* **DATA FOR THE TASK**

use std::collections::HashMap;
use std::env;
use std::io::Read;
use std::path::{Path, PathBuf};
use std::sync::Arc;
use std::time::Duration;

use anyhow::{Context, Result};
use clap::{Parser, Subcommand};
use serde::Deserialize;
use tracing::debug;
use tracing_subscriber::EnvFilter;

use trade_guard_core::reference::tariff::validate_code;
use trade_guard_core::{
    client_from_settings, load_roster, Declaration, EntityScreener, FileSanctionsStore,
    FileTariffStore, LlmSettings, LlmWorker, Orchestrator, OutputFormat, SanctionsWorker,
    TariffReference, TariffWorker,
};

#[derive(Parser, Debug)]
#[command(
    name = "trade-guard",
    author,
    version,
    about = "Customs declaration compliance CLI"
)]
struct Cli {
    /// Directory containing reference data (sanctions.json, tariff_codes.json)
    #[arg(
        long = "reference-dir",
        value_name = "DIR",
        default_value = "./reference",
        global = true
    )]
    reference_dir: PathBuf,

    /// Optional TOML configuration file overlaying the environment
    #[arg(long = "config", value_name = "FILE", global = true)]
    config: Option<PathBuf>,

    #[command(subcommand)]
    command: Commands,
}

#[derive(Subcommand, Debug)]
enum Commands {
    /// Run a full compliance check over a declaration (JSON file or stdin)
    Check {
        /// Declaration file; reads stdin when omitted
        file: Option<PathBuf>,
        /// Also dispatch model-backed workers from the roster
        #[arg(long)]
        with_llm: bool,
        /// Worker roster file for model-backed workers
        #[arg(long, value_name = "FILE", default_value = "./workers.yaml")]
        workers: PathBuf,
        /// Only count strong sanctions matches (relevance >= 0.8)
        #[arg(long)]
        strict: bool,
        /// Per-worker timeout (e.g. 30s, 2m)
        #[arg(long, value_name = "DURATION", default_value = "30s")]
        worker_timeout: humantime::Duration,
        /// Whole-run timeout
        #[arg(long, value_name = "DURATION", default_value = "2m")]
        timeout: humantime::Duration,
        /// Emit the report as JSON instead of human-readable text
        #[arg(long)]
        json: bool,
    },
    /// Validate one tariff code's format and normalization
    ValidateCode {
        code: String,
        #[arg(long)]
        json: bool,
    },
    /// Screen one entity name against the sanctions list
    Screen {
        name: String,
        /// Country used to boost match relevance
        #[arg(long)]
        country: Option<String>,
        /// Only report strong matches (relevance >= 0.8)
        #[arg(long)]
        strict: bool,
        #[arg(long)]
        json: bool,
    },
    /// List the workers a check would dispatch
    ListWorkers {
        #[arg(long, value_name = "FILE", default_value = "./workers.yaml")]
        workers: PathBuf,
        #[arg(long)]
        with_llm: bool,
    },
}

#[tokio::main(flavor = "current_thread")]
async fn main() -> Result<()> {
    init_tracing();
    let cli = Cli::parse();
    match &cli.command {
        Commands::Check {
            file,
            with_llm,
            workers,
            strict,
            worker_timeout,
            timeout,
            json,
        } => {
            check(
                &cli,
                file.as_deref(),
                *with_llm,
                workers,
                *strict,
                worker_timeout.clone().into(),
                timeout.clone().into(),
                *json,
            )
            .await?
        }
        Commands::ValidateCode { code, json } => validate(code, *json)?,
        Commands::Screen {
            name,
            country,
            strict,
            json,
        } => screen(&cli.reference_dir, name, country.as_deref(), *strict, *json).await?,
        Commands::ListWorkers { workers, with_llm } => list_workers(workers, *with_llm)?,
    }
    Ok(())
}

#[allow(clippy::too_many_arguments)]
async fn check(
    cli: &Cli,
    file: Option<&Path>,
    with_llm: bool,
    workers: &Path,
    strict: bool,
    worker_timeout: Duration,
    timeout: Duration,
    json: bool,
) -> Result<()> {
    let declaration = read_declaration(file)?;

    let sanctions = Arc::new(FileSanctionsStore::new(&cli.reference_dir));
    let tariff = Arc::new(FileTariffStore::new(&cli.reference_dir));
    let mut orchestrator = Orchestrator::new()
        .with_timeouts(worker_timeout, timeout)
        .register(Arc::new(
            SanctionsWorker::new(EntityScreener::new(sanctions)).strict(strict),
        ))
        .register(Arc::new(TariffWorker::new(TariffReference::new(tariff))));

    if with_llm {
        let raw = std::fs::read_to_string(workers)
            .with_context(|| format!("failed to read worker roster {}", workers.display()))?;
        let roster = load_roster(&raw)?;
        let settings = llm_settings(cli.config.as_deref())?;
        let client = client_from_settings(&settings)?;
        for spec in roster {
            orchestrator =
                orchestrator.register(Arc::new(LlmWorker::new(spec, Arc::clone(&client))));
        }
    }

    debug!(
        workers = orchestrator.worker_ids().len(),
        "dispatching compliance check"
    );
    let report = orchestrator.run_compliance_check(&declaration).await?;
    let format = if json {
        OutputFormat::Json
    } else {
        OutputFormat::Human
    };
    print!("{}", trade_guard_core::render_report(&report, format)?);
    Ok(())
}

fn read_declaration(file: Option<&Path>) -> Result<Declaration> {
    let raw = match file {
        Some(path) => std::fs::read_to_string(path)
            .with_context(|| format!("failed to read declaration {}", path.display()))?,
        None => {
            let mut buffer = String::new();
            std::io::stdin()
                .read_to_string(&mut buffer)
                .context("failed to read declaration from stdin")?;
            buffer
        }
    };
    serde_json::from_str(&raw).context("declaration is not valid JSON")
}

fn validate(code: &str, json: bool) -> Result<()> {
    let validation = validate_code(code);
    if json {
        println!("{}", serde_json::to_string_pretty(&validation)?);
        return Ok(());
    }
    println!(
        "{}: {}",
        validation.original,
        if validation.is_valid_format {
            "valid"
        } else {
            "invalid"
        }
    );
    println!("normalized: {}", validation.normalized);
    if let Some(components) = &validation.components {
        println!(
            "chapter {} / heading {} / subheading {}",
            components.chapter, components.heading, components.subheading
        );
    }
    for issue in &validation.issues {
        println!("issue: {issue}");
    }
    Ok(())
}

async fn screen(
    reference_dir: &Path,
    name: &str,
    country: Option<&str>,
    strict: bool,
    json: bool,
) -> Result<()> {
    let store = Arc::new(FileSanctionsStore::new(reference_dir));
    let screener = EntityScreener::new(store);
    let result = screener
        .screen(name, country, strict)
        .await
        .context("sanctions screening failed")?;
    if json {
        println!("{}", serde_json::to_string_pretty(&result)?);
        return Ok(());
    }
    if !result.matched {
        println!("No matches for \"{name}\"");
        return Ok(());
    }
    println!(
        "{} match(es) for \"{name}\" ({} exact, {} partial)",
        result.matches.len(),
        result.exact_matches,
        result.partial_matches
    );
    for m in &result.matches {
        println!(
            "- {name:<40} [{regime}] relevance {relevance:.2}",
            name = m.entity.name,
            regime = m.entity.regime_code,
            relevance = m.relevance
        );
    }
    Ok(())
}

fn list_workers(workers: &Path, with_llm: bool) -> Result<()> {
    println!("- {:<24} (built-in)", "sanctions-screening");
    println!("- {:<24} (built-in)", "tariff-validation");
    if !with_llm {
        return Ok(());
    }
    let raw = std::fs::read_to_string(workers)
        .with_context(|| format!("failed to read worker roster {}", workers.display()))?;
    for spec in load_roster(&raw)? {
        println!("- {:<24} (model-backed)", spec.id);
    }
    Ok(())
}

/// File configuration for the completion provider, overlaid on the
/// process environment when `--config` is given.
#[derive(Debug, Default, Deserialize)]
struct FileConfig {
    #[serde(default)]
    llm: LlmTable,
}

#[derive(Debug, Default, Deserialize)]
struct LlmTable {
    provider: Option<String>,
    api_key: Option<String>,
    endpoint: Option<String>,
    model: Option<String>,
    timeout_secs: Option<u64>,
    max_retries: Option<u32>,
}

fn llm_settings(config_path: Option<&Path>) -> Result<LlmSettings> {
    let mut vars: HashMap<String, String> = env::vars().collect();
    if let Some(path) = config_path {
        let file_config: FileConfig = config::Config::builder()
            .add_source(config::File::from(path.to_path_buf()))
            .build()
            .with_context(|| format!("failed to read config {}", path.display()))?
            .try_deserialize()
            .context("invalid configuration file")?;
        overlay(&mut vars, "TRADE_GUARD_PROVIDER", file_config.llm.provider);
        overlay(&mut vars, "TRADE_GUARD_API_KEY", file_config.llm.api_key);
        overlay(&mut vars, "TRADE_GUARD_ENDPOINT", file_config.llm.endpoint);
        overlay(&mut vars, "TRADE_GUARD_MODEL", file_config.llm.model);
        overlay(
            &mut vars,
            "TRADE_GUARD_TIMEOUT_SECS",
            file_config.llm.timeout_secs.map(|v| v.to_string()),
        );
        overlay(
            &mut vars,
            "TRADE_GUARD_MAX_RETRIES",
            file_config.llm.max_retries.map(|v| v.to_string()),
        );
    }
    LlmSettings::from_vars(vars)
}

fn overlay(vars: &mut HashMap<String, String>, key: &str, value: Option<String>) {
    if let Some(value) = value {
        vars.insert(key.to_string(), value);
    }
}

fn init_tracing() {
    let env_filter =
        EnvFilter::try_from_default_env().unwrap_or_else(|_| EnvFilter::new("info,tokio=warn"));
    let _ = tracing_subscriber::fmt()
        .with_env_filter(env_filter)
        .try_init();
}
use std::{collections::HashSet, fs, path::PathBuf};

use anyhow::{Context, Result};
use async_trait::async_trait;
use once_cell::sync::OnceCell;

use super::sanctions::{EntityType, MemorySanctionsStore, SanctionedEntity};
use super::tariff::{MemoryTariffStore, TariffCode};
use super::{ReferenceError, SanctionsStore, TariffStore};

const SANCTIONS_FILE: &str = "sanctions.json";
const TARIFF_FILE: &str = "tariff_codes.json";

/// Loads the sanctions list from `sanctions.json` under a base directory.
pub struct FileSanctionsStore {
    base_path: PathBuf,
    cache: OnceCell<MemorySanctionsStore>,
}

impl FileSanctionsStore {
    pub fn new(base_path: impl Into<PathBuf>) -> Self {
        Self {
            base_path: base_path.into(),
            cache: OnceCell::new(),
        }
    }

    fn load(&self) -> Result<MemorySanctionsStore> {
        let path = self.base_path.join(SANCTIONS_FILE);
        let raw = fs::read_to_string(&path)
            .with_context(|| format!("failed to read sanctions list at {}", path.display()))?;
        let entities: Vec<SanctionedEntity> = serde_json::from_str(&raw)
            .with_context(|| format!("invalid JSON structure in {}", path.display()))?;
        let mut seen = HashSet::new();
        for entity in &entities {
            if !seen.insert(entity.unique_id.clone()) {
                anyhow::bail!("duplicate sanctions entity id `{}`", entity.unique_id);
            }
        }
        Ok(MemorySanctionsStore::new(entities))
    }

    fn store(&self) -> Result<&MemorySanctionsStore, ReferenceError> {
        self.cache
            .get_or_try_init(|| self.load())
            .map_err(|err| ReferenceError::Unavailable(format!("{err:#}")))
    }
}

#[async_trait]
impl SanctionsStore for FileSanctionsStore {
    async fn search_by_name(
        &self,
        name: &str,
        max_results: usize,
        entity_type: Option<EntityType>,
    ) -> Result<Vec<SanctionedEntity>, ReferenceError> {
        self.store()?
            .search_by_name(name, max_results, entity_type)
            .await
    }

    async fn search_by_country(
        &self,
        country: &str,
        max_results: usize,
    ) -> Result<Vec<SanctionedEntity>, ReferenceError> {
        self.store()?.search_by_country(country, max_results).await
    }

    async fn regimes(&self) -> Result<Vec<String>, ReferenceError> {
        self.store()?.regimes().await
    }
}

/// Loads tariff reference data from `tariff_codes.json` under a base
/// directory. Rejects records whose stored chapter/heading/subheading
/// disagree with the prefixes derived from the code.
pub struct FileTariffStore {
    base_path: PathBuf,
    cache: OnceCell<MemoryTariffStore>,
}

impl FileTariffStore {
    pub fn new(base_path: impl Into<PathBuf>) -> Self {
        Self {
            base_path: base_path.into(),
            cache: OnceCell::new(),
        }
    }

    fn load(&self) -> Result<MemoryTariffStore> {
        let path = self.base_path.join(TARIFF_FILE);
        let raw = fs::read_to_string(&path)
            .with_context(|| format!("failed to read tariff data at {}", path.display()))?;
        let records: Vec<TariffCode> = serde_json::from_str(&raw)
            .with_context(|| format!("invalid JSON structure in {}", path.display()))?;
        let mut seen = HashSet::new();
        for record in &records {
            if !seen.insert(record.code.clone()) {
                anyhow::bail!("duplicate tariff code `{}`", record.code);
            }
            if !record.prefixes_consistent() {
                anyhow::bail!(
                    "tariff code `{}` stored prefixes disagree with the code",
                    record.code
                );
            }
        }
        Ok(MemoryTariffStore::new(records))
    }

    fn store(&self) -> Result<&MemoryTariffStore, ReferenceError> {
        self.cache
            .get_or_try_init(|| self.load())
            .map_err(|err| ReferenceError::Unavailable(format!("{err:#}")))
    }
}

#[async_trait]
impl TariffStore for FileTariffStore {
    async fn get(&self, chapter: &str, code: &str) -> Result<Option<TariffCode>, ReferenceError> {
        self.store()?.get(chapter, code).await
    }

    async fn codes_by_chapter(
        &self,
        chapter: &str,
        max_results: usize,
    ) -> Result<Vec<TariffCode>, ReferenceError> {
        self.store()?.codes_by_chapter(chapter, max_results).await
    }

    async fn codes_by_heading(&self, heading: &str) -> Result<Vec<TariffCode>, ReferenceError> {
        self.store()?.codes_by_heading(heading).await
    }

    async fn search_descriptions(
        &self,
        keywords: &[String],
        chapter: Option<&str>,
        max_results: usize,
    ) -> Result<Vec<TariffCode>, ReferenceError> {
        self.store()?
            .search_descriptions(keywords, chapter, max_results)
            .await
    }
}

* **EXERCISE DETAILS**
Return each line of the material above that holds the string "super".

* **ANSWER TO THE EXERCISE**
use super::sanctions::{EntityType, MemorySanctionsStore, SanctionedEntity};
use super::tariff::{MemoryTariffStore, TariffCode};
use super::{ReferenceError, SanctionsStore, TariffStore};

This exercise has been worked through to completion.